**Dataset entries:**

---

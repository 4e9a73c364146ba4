use crate::{create_test_config, serve, sitemap_index, urlset};
use calamine::{open_workbook, Reader, Xlsx};
use sitemap_sorter::output::COLUMNS;
use sitemap_sorter::sitemap::process_sitemap;
use sitemap_sorter::{Category, ParseError, SitemapError};
use std::path::Path;
use tempfile::TempDir;
use wiremock::MockServer;

/// Reads an exported CSV file back as rows of strings (header included)
fn read_rows(path: &Path) -> Vec<Vec<String>> {
    let mut reader = csv::ReaderBuilder::new()
        .has_headers(false)
        .from_path(path)
        .expect("Failed to open CSV");

    reader
        .records()
        .map(|record| {
            record
                .expect("Invalid CSV row")
                .iter()
                .map(str::to_string)
                .collect()
        })
        .collect()
}

/// Reads the first worksheet of an exported XLSX file as rows of strings
fn read_xlsx_rows(path: &Path) -> Vec<Vec<String>> {
    let mut workbook: Xlsx<_> = open_workbook(path).expect("Failed to open XLSX");
    let range = workbook
        .worksheet_range("Sheet1")
        .expect("Missing worksheet");

    range
        .rows()
        .map(|row| row.iter().map(|cell| cell.to_string()).collect())
        .collect()
}

async fn run_single_url(loc: &str) -> (Vec<Vec<String>>, TempDir) {
    let mock_server = MockServer::start().await;
    serve(&mock_server, "/sitemap.xml", urlset(&[(loc, None)]), 1).await;

    let dir = TempDir::new().expect("Failed to create temp dir");
    let output = dir.path().join("results.csv");

    let report = process_sitemap(
        &create_test_config(),
        &format!("{}/sitemap.xml", mock_server.uri()),
        Some(&output),
    )
    .await
    .expect("Pipeline failed");

    assert_eq!(report.path, output);
    (read_rows(&output), dir)
}

#[tokio::test]
async fn test_product_url() {
    let (rows, _dir) = run_single_url("https://example.com/products/widget/").await;

    assert_eq!(rows.len(), 2);
    assert_eq!(rows[1], vec!["https://example.com/products/widget/", "product", ""]);
}

#[tokio::test]
async fn test_page_url() {
    let (rows, _dir) = run_single_url("https://example.com/about/").await;
    assert_eq!(rows[1][1], "page");
}

#[tokio::test]
async fn test_blog_url() {
    let (rows, _dir) = run_single_url("https://example.com/blogs/news/my-post/").await;
    assert_eq!(rows[1][1], "blog");
}

#[tokio::test]
async fn test_index_with_two_sub_sitemaps() {
    let mock_server = MockServer::start().await;
    let base_url = mock_server.uri();

    serve(
        &mock_server,
        "/sitemap_index.xml",
        sitemap_index(&[
            format!("{}/sitemap-1.xml", base_url),
            format!("{}/sitemap-2.xml", base_url),
        ]),
        1,
    )
    .await;
    serve(
        &mock_server,
        "/sitemap-1.xml",
        urlset(&[("https://example.com/collections/summer", Some("2024-06-01"))]),
        1,
    )
    .await;
    serve(
        &mock_server,
        "/sitemap-2.xml",
        urlset(&[("https://example.com/products/hat", None)]),
        1,
    )
    .await;

    let dir = TempDir::new().expect("Failed to create temp dir");
    let output = dir.path().join("results.csv");

    let report = process_sitemap(
        &create_test_config(),
        &format!("{}/sitemap_index.xml", base_url),
        Some(&output),
    )
    .await
    .expect("Pipeline failed");

    let rows = read_rows(&output);
    assert_eq!(rows[0], COLUMNS.to_vec());
    assert_eq!(
        rows[1..].to_vec(),
        vec![
            vec!["https://example.com/collections/summer", "collection", "2024-06-01"],
            vec!["https://example.com/products/hat", "product", ""],
        ]
    );

    assert_eq!(report.summary.total, 2);
    assert_eq!(report.summary.count(Category::Collection), 1);
    assert_eq!(report.summary.count(Category::Product), 1);
}

#[tokio::test]
async fn test_row_count_matches_records() {
    let mock_server = MockServer::start().await;

    let locs: Vec<String> = (0..25)
        .map(|i| format!("https://example.com/products/item-{}", i))
        .collect();
    let entries: Vec<(&str, Option<&str>)> = locs.iter().map(|l| (l.as_str(), None)).collect();
    serve(&mock_server, "/sitemap.xml", urlset(&entries), 1).await;

    let dir = TempDir::new().expect("Failed to create temp dir");
    let output = dir.path().join("results.csv");

    process_sitemap(
        &create_test_config(),
        &format!("{}/sitemap.xml", mock_server.uri()),
        Some(&output),
    )
    .await
    .expect("Pipeline failed");

    let rows = read_rows(&output);
    assert_eq!(rows.len(), 26);
    assert!(rows[1..].iter().all(|row| row.len() == 3));
}

#[tokio::test]
async fn test_malformed_xml_writes_nothing() {
    let mock_server = MockServer::start().await;
    serve(
        &mock_server,
        "/sitemap.xml",
        "<urlset><url><loc>oops</url>".to_string(),
        1,
    )
    .await;

    let dir = TempDir::new().expect("Failed to create temp dir");
    let output = dir.path().join("results.xlsx");

    let result = process_sitemap(
        &create_test_config(),
        &format!("{}/sitemap.xml", mock_server.uri()),
        Some(&output),
    )
    .await;

    assert!(matches!(result, Err(SitemapError::Parse(ParseError::Xml { .. }))));
    assert!(!output.exists());
}

#[tokio::test]
async fn test_xlsx_output() {
    let mock_server = MockServer::start().await;
    serve(
        &mock_server,
        "/sitemap.xml",
        urlset(&[("https://example.com/", None)]),
        1,
    )
    .await;

    let dir = TempDir::new().expect("Failed to create temp dir");
    let output = dir.path().join("results.xlsx");

    process_sitemap(
        &create_test_config(),
        &format!("{}/sitemap.xml", mock_server.uri()),
        Some(&output),
    )
    .await
    .expect("Pipeline failed");

    let rows = read_xlsx_rows(&output);
    assert_eq!(rows.len(), 2);
    assert_eq!(rows[0], COLUMNS.to_vec());
    assert_eq!(rows[1], vec!["https://example.com/", "page", ""]);
}
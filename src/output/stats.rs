//! Category statistics for an export
//!
//! Counts are reported in descending frequency, the way the summary is logged
//! after every export.

use crate::model::{CategorizedRecord, Category};
use std::collections::HashMap;

/// Per-category record counts
#[derive(Debug, Clone, Default, PartialEq, Eq)]
pub struct CategorySummary {
    /// Categories present in the export, most frequent first
    ///
    /// Equal counts keep the fixed order page, product, collection, blog.
    pub counts: Vec<(Category, u64)>,

    /// Total number of records
    pub total: u64,
}

impl CategorySummary {
    /// Counts records per category
    pub fn from_records(records: &[CategorizedRecord]) -> Self {
        let mut tally: HashMap<Category, u64> = HashMap::new();
        for record in records {
            *tally.entry(record.category).or_insert(0) += 1;
        }

        let mut counts: Vec<(Category, u64)> = Category::all()
            .into_iter()
            .filter_map(|category| tally.get(&category).map(|count| (category, *count)))
            .collect();
        // Stable sort keeps the fixed category order for ties
        counts.sort_by(|a, b| b.1.cmp(&a.1));

        Self {
            counts,
            total: records.len() as u64,
        }
    }

    /// Returns the count for one category (zero if absent)
    pub fn count(&self, category: Category) -> u64 {
        self.counts
            .iter()
            .find(|(c, _)| *c == category)
            .map(|(_, count)| *count)
            .unwrap_or(0)
    }
}

/// Logs the summary, one line per category
pub fn log_summary(summary: &CategorySummary) {
    tracing::info!("URL Summary:");
    for (category, count) in &summary.counts {
        tracing::info!("  {}: {}", category, count);
    }
}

---

**What needs to be done:** Set down each entry again, exactly as written.

**Exercise solution:**
repository 4e9a73c364146ba4
use crate::{create_test_config, serve, sitemap_index, urlset};
use calamine::{open_workbook, Reader, Xlsx};
use sitemap_sorter::output::COLUMNS;
use sitemap_sorter::sitemap::process_sitemap;
use sitemap_sorter::{Category, ParseError, SitemapError};
use std::path::Path;
use tempfile::TempDir;
use wiremock::MockServer;

/// Reads an exported CSV file back as rows of strings (header included)
fn read_rows(path: &Path) -> Vec<Vec<String>> {
    let mut reader = csv::ReaderBuilder::new()
        .has_headers(false)
        .from_path(path)
        .expect("Failed to open CSV");

    reader
        .records()
        .map(|record| {
            record
                .expect("Invalid CSV row")
                .iter()
                .map(str::to_string)
                .collect()
        })
        .collect()
}

/// Reads the first worksheet of an exported XLSX file as rows of strings
fn read_xlsx_rows(path: &Path) -> Vec<Vec<String>> {
    let mut workbook: Xlsx<_> = open_workbook(path).expect("Failed to open XLSX");
    let range = workbook
        .worksheet_range("Sheet1")
        .expect("Missing worksheet");

    range
        .rows()
        .map(|row| row.iter().map(|cell| cell.to_string()).collect())
        .collect()
}

async fn run_single_url(loc: &str) -> (Vec<Vec<String>>, TempDir) {
    let mock_server = MockServer::start().await;
    serve(&mock_server, "/sitemap.xml", urlset(&[(loc, None)]), 1).await;

    let dir = TempDir::new().expect("Failed to create temp dir");
    let output = dir.path().join("results.csv");

    let report = process_sitemap(
        &create_test_config(),
        &format!("{}/sitemap.xml", mock_server.uri()),
        Some(&output),
    )
    .await
    .expect("Pipeline failed");

    assert_eq!(report.path, output);
    (read_rows(&output), dir)
}

#[tokio::test]
async fn test_product_url() {
    let (rows, _dir) = run_single_url("https://example.com/products/widget/").await;

    assert_eq!(rows.len(), 2);
    assert_eq!(rows[1], vec!["https://example.com/products/widget/", "product", ""]);
}

#[tokio::test]
async fn test_page_url() {
    let (rows, _dir) = run_single_url("https://example.com/about/").await;
    assert_eq!(rows[1][1], "page");
}

#[tokio::test]
async fn test_blog_url() {
    let (rows, _dir) = run_single_url("https://example.com/blogs/news/my-post/").await;
    assert_eq!(rows[1][1], "blog");
}

#[tokio::test]
async fn test_index_with_two_sub_sitemaps() {
    let mock_server = MockServer::start().await;
    let base_url = mock_server.uri();

    serve(
        &mock_server,
        "/sitemap_index.xml",
        sitemap_index(&[
            format!("{}/sitemap-1.xml", base_url),
            format!("{}/sitemap-2.xml", base_url),
        ]),
        1,
    )
    .await;
    serve(
        &mock_server,
        "/sitemap-1.xml",
        urlset(&[("https://example.com/collections/summer", Some("2024-06-01"))]),
        1,
    )
    .await;
    serve(
        &mock_server,
        "/sitemap-2.xml",
        urlset(&[("https://example.com/products/hat", None)]),
        1,
    )
    .await;

    let dir = TempDir::new().expect("Failed to create temp dir");
    let output = dir.path().join("results.csv");

    let report = process_sitemap(
        &create_test_config(),
        &format!("{}/sitemap_index.xml", base_url),
        Some(&output),
    )
    .await
    .expect("Pipeline failed");

    let rows = read_rows(&output);
    assert_eq!(rows[0], COLUMNS.to_vec());
    assert_eq!(
        rows[1..].to_vec(),
        vec![
            vec!["https://example.com/collections/summer", "collection", "2024-06-01"],
            vec!["https://example.com/products/hat", "product", ""],
        ]
    );

    assert_eq!(report.summary.total, 2);
    assert_eq!(report.summary.count(Category::Collection), 1);
    assert_eq!(report.summary.count(Category::Product), 1);
}

#[tokio::test]
async fn test_row_count_matches_records() {
    let mock_server = MockServer::start().await;

    let locs: Vec<String> = (0..25)
        .map(|i| format!("https://example.com/products/item-{}", i))
        .collect();
    let entries: Vec<(&str, Option<&str>)> = locs.iter().map(|l| (l.as_str(), None)).collect();
    serve(&mock_server, "/sitemap.xml", urlset(&entries), 1).await;

    let dir = TempDir::new().expect("Failed to create temp dir");
    let output = dir.path().join("results.csv");

    process_sitemap(
        &create_test_config(),
        &format!("{}/sitemap.xml", mock_server.uri()),
        Some(&output),
    )
    .await
    .expect("Pipeline failed");

    let rows = read_rows(&output);
    assert_eq!(rows.len(), 26);
    assert!(rows[1..].iter().all(|row| row.len() == 3));
}

#[tokio::test]
async fn test_malformed_xml_writes_nothing() {
    let mock_server = MockServer::start().await;
    serve(
        &mock_server,
        "/sitemap.xml",
        "<urlset><url><loc>oops</url>".to_string(),
        1,
    )
    .await;

    let dir = TempDir::new().expect("Failed to create temp dir");
    let output = dir.path().join("results.xlsx");

    let result = process_sitemap(
        &create_test_config(),
        &format!("{}/sitemap.xml", mock_server.uri()),
        Some(&output),
    )
    .await;

    assert!(matches!(result, Err(SitemapError::Parse(ParseError::Xml { .. }))));
    assert!(!output.exists());
}

#[tokio::test]
async fn test_xlsx_output() {
    let mock_server = MockServer::start().await;
    serve(
        &mock_server,
        "/sitemap.xml",
        urlset(&[("https://example.com/", None)]),
        1,
    )
    .await;

    let dir = TempDir::new().expect("Failed to create temp dir");
    let output = dir.path().join("results.xlsx");

    process_sitemap(
        &create_test_config(),
        &format!("{}/sitemap.xml", mock_server.uri()),
        Some(&output),
    )
    .await
    .expect("Pipeline failed");

    let rows = read_xlsx_rows(&output);
    assert_eq!(rows.len(), 2);
    assert_eq!(rows[0], COLUMNS.to_vec());
    assert_eq!(rows[1], vec!["https://example.com/", "page", ""]);
}
filename src/output/stats.rs
//! Category statistics for an export
//!
//! Counts are reported in descending frequency, the way the summary is logged
//! after every export.

use crate::model::{CategorizedRecord, Category};
use std::collections::HashMap;

/// Per-category record counts
#[derive(Debug, Clone, Default, PartialEq, Eq)]
pub struct CategorySummary {
    /// Categories present in the export, most frequent first
    ///
    /// Equal counts keep the fixed order page, product, collection, blog.
    pub counts: Vec<(Category, u64)>,

    /// Total number of records
    pub total: u64,
}

impl CategorySummary {
    /// Counts records per category
    pub fn from_records(records: &[CategorizedRecord]) -> Self {
        let mut tally: HashMap<Category, u64> = HashMap::new();
        for record in records {
            *tally.entry(record.category).or_insert(0) += 1;
        }

        let mut counts: Vec<(Category, u64)> = Category::all()
            .into_iter()
            .filter_map(|category| tally.get(&category).map(|count| (category, *count)))
            .collect();
        // Stable sort keeps the fixed category order for ties
        counts.sort_by(|a, b| b.1.cmp(&a.1));

        Self {
            counts,
            total: records.len() as u64,
        }
    }

    /// Returns the count for one category (zero if absent)
    pub fn count(&self, category: Category) -> u64 {
        self.counts
            .iter()
            .find(|(c, _)| *c == category)
            .map(|(_, count)| *count)
            .unwrap_or(0)
    }
}

/// Logs the summary, one line per category
pub fn log_summary(summary: &CategorySummary) {
    tracing::info!("URL Summary:");
    for (category, count) in &summary.counts {
        tracing::info!("  {}: {}", category, count);
    }
}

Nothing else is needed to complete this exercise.